TASK DESCRIPTION: Which of the lines below hold "stepper"? Please return each one.

STORED DATA:
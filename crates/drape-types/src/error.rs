//! Error types for the drape engine.
//!
//! Crates return `DrapeResult<T>` from fallible operations. Stepping the
//! simulation is not fallible; degraded states are reported through
//! diagnostics instead.

use thiserror::Error;

/// Unified error type for the drape engine.
#[derive(Debug, Error)]
pub enum DrapeError {
    /// Mesh data is malformed or inconsistent.
    #[error("Invalid mesh: {0}")]
    InvalidMesh(String),

    /// Configuration value is invalid.
    #[error("Invalid configuration: {0}")]
    InvalidConfig(String),

    /// Buffer sizes passed to a compute dispatch do not line up.
    #[error("Compute error: {0}")]
    Compute(String),

    /// I/O operation failed.
    #[error("I/O error: {0}")]
    Io(#[from] std::io::Error),

    /// Serialization/deserialization failure.
    #[error("Serialization error: {0}")]
    Serialization(String),
}

/// Convenience alias for `Result<T, DrapeError>`.
pub type DrapeResult<T> = Result<T, DrapeError>;
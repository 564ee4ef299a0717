//! Velocity-aware position correction shared by all colliders.

use std::sync::atomic::{AtomicU32, Ordering};

use drape_math::Vec3;
use serde::{Deserialize, Serialize};

/// Result of one collider pass.
#[derive(Debug, Clone, Copy, Default, PartialEq, Serialize, Deserialize)]
pub struct ContactResult {
    /// Number of particles pushed out.
    pub resolved_count: u32,
    /// Deepest penetration found before correction.
    pub max_penetration: f32,
}

impl ContactResult {
    /// Combines the results of two passes.
    pub fn merge(self, other: ContactResult) -> ContactResult {
        ContactResult {
            resolved_count: self.resolved_count + other.resolved_count,
            max_penetration: self.max_penetration.max(other.max_penetration),
        }
    }
}

/// Pushes a particle out along `normal` by `penetration` and adjusts its
/// implied velocity.
///
/// With `v = position − previous`, the tangential part of `v` is scaled
/// by `1 − friction`. The normal part is reflected and scaled by
/// `restitution` when it points into the surface, and kept otherwise.
/// Returns the new `(position, previous)`.
pub fn respond(
    position: Vec3,
    previous: Vec3,
    normal: Vec3,
    penetration: f32,
    friction: f32,
    restitution: f32,
) -> (Vec3, Vec3) {
    let corrected = position + normal * penetration;

    let velocity = position - previous;
    let vn = velocity.dot(normal);
    let normal_part = normal * vn;
    let tangential = (velocity - normal_part) * (1.0 - friction);
    let normal_part = if vn < 0.0 {
        -normal_part * restitution
    } else {
        normal_part
    };

    (corrected, corrected - (tangential + normal_part))
}

/// Lock-free tally of contacts written from concurrent work items.
#[derive(Debug, Default)]
pub(crate) struct ContactTally {
    resolved: AtomicU32,
    max_penetration_bits: AtomicU32,
}

impl ContactTally {
    /// Records one contact. `penetration` must be positive; positive
    /// `f32` values order the same as their bit patterns.
    pub(crate) fn record(&self, penetration: f32) {
        self.resolved.fetch_add(1, Ordering::Relaxed);
        self.max_penetration_bits
            .fetch_max(penetration.to_bits(), Ordering::Relaxed);
    }

    pub(crate) fn finish(self) -> ContactResult {
        ContactResult {
            resolved_count: self.resolved.into_inner(),
            max_penetration: f32::from_bits(self.max_penetration_bits.into_inner()),
        }
    }
}
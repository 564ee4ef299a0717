//! # drape-engine
//!
//! Real-time cloth draping. A [`ClothSimulation`] owns the particle state,
//! the constraint sets, and the colliders, and advances them one fixed
//! tick at a time:
//!
//! ```text
//! integrate → relax (structural, shear, bend) → ground → body
//! ```
//!
//! The [`api`] module exposes the same functionality as free functions.

pub mod api;
pub mod config;
pub mod pipeline;
pub mod stepper;

pub use api::{
    build_grid_cloth, build_sdf, create_simulation, current_positions, reset_simulation,
    step_simulation, update_collision_params,
};
pub use config::{BackendKind, BodyShape, SceneConfig};
pub use pipeline::{ClothSimulation, StepReport};
pub use stepper::FixedStepper;

pub use drape_contact::CollisionParams;
pub use drape_mesh::{ClothConstraints, TriangleMesh};
pub use drape_sdf::SdfGrid;
pub use drape_solver::{PositionsView, SimulationParams};
//! Pluggable event sinks.
//!
//! Sinks consume events from the bus and process them (collect in
//! memory, forward to `tracing`, append to a JSON-lines stream).

use std::io::Write;
use std::sync::{Arc, Mutex, PoisonError};

use tracing::Level;

use crate::events::SimulationEvent;

/// Trait for event consumers.
///
/// Implement this to create custom telemetry outputs.
pub trait EventSink: Send {
    /// Process a single event.
    fn handle(&mut self, event: &SimulationEvent);

    /// Called when the simulation ends. Flush buffers, close files, etc.
    fn finalize(&mut self) {}

    /// Returns a human-readable name for this sink.
    fn name(&self) -> &str;
}

/// Collects events in memory.
///
/// The event list is shared, so a clone kept outside the bus sees every
/// event the boxed sink receives.
#[derive(Debug, Clone, Default)]
pub struct VecSink {
    events: Arc<Mutex<Vec<SimulationEvent>>>,
}

impl VecSink {
    /// Creates an empty vec sink.
    pub fn new() -> Self {
        Self::default()
    }

    /// Snapshot of the events collected so far.
    pub fn events(&self) -> Vec<SimulationEvent> {
        self.events
            .lock()
            .unwrap_or_else(PoisonError::into_inner)
            .clone()
    }

    pub fn len(&self) -> usize {
        self.events.lock().unwrap_or_else(PoisonError::into_inner).len()
    }

    pub fn is_empty(&self) -> bool {
        self.len() == 0
    }
}

impl EventSink for VecSink {
    fn handle(&mut self, event: &SimulationEvent) {
        self.events
            .lock()
            .unwrap_or_else(PoisonError::into_inner)
            .push(event.clone());
    }

    fn name(&self) -> &str {
        "vec_sink"
    }
}

/// A sink that logs events using the `tracing` crate.
#[derive(Debug, Clone, Copy)]
pub struct TracingSink {
    level: Level,
}

impl TracingSink {
    /// Creates a new tracing sink at the given log level.
    pub fn new(level: Level) -> Self {
        Self { level }
    }
}

impl Default for TracingSink {
    fn default() -> Self {
        Self::new(Level::DEBUG)
    }
}

impl EventSink for TracingSink {
    fn handle(&mut self, event: &SimulationEvent) {
        macro_rules! log_at {
            ($level:expr) => {
                tracing::event!(
                    $level,
                    timestep = event.timestep,
                    event = ?event.kind,
                    "simulation_event"
                )
            };
        }
        match self.level {
            Level::ERROR => log_at!(Level::ERROR),
            Level::WARN => log_at!(Level::WARN),
            Level::INFO => log_at!(Level::INFO),
            Level::DEBUG => log_at!(Level::DEBUG),
            _ => log_at!(Level::TRACE),
        }
    }

    fn name(&self) -> &str {
        "tracing_sink"
    }
}

/// Writes one JSON object per event to any writer.
///
/// Write failures are logged once and further events are dropped.
pub struct JsonLinesSink<W: Write + Send> {
    writer: W,
    failed: bool,
}

impl<W: Write + Send> JsonLinesSink<W> {
    pub fn new(writer: W) -> Self {
        Self {
            writer,
            failed: false,
        }
    }

    /// Returns the underlying writer.
    pub fn into_inner(self) -> W {
        self.writer
    }
}

impl<W: Write + Send> EventSink for JsonLinesSink<W> {
    fn handle(&mut self, event: &SimulationEvent) {
        if self.failed {
            return;
        }
        let written = serde_json::to_writer(&mut self.writer, event)
            .map_err(std::io::Error::from)
            .and_then(|()| self.writer.write_all(b"\n"));
        if let Err(err) = written {
            tracing::warn!(%err, "event stream write failed; dropping further events");
            self.failed = true;
        }
    }

    fn finalize(&mut self) {
        if let Err(err) = self.writer.flush() {
            tracing::warn!(%err, "event stream flush failed");
        }
    }

    fn name(&self) -> &str {
        "json_lines_sink"
    }
}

RESULT OF THE EXERCISE:
pub mod stepper;
pub use stepper::FixedStepper;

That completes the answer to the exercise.